» Exercise goal:
The data below is to be copied exactly, line by line.

======== Entries supplied

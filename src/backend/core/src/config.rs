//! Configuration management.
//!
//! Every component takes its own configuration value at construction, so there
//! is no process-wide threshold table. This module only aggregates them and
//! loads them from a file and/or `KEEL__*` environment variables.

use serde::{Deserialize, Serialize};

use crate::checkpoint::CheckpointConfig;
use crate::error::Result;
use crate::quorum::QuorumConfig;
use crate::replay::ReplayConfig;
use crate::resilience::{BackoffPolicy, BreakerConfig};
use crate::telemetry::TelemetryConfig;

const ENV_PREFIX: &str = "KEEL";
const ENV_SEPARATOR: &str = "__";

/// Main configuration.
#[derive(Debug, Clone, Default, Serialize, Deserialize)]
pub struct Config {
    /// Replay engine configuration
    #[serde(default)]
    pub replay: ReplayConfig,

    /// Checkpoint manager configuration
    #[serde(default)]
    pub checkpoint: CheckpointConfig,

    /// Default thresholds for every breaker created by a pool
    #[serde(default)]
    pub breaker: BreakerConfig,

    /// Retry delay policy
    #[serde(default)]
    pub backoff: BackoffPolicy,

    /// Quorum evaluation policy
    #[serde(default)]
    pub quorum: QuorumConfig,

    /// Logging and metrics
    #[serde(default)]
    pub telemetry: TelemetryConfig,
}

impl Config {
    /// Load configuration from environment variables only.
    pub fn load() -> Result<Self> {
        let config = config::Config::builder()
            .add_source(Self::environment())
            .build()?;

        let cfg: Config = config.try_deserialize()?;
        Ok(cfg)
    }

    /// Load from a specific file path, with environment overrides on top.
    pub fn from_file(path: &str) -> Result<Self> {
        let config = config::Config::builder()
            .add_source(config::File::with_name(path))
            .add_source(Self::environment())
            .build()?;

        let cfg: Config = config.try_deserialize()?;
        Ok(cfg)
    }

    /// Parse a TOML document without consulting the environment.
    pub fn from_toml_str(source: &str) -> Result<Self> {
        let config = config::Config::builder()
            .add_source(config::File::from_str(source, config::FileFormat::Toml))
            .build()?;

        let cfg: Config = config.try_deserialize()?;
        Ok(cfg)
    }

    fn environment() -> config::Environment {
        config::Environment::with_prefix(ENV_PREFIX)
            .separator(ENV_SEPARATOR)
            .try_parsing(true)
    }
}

================

» Exercise solution:
filename src/backend/core/src/config.rs
//! Configuration management.
//!
//! Every component takes its own configuration value at construction, so there
//! is no process-wide threshold table. This module only aggregates them and
//! loads them from a file and/or `KEEL__*` environment variables.

use serde::{Deserialize, Serialize};

use crate::checkpoint::CheckpointConfig;
use crate::error::Result;
use crate::quorum::QuorumConfig;
use crate::replay::ReplayConfig;
use crate::resilience::{BackoffPolicy, BreakerConfig};
use crate::telemetry::TelemetryConfig;

const ENV_PREFIX: &str = "KEEL";
const ENV_SEPARATOR: &str = "__";

/// Main configuration.
#[derive(Debug, Clone, Default, Serialize, Deserialize)]
pub struct Config {
    /// Replay engine configuration
    #[serde(default)]
    pub replay: ReplayConfig,

    /// Checkpoint manager configuration
    #[serde(default)]
    pub checkpoint: CheckpointConfig,

    /// Default thresholds for every breaker created by a pool
    #[serde(default)]
    pub breaker: BreakerConfig,

    /// Retry delay policy
    #[serde(default)]
    pub backoff: BackoffPolicy,

    /// Quorum evaluation policy
    #[serde(default)]
    pub quorum: QuorumConfig,

    /// Logging and metrics
    #[serde(default)]
    pub telemetry: TelemetryConfig,
}

impl Config {
    /// Load configuration from environment variables only.
    pub fn load() -> Result<Self> {
        let config = config::Config::builder()
            .add_source(Self::environment())
            .build()?;

        let cfg: Config = config.try_deserialize()?;
        Ok(cfg)
    }

    /// Load from a specific file path, with environment overrides on top.
    pub fn from_file(path: &str) -> Result<Self> {
        let config = config::Config::builder()
            .add_source(config::File::with_name(path))
            .add_source(Self::environment())
            .build()?;

        let cfg: Config = config.try_deserialize()?;
        Ok(cfg)
    }

    /// Parse a TOML document without consulting the environment.
    pub fn from_toml_str(source: &str) -> Result<Self> {
        let config = config::Config::builder()
            .add_source(config::File::from_str(source, config::FileFormat::Toml))
            .build()?;

        let cfg: Config = config.try_deserialize()?;
        Ok(cfg)
    }

    fn environment() -> config::Environment {
        config::Environment::with_prefix(ENV_PREFIX)
            .separator(ENV_SEPARATOR)
            .try_parsing(true)
    }
}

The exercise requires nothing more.